About this exercise:
Your reply should be one number: how many lines of the records below contain the string "Duration".

[Material provided — start]

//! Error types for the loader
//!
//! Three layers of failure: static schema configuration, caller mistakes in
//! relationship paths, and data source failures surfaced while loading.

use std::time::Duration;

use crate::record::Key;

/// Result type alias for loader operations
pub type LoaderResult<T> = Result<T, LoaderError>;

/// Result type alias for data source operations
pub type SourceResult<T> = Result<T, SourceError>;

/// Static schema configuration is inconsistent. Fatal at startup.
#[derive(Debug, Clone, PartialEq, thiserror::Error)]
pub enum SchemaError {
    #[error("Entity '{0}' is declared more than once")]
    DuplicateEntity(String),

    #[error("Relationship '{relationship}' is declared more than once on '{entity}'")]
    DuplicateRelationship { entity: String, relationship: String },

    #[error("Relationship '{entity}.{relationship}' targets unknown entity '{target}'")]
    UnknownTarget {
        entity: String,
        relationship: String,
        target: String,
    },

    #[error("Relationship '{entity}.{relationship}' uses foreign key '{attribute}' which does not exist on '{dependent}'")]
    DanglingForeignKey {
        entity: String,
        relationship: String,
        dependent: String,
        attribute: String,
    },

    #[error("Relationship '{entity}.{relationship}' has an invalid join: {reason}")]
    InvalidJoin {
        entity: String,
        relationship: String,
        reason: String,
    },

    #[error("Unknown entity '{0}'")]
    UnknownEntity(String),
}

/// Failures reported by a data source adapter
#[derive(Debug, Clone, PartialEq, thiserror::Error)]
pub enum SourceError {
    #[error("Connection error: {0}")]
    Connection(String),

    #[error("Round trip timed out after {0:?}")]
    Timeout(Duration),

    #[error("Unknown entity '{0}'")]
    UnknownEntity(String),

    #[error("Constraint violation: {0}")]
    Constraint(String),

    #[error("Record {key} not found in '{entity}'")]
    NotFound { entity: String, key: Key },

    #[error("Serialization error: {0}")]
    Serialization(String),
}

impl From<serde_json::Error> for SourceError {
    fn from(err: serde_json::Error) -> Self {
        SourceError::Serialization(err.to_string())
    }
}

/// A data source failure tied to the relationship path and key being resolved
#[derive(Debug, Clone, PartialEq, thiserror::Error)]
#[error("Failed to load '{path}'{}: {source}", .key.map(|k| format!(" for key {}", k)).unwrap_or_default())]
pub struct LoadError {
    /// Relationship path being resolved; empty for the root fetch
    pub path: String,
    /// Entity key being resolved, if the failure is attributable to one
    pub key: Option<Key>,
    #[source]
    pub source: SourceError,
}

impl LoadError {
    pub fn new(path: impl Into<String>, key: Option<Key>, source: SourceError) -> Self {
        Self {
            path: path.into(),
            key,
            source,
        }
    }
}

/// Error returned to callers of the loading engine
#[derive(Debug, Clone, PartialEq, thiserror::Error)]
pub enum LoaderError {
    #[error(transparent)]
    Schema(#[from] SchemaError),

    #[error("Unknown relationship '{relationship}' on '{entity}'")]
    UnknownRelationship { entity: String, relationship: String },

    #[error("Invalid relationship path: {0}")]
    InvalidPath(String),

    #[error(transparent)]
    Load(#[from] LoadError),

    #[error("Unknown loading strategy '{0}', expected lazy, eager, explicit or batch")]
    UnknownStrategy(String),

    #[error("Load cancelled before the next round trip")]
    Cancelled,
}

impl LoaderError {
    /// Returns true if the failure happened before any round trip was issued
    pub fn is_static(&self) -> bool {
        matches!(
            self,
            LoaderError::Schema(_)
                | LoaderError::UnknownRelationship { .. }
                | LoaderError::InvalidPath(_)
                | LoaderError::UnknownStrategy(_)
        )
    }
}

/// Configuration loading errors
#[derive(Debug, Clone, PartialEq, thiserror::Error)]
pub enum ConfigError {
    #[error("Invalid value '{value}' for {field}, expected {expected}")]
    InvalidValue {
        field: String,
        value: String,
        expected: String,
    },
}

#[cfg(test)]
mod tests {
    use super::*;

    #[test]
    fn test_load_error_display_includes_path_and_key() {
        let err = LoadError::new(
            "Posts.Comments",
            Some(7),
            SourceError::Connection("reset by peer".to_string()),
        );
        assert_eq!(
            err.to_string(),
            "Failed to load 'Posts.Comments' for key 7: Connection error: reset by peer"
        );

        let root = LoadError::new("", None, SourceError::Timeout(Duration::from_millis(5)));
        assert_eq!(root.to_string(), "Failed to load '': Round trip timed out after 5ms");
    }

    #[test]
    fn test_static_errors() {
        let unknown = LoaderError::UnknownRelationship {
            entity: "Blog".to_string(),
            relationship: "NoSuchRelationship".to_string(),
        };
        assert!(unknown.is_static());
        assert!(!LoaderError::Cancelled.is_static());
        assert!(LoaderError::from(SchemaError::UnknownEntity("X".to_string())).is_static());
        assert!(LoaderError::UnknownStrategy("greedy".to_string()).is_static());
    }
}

[Material provided — finish]

Solved exercise:
3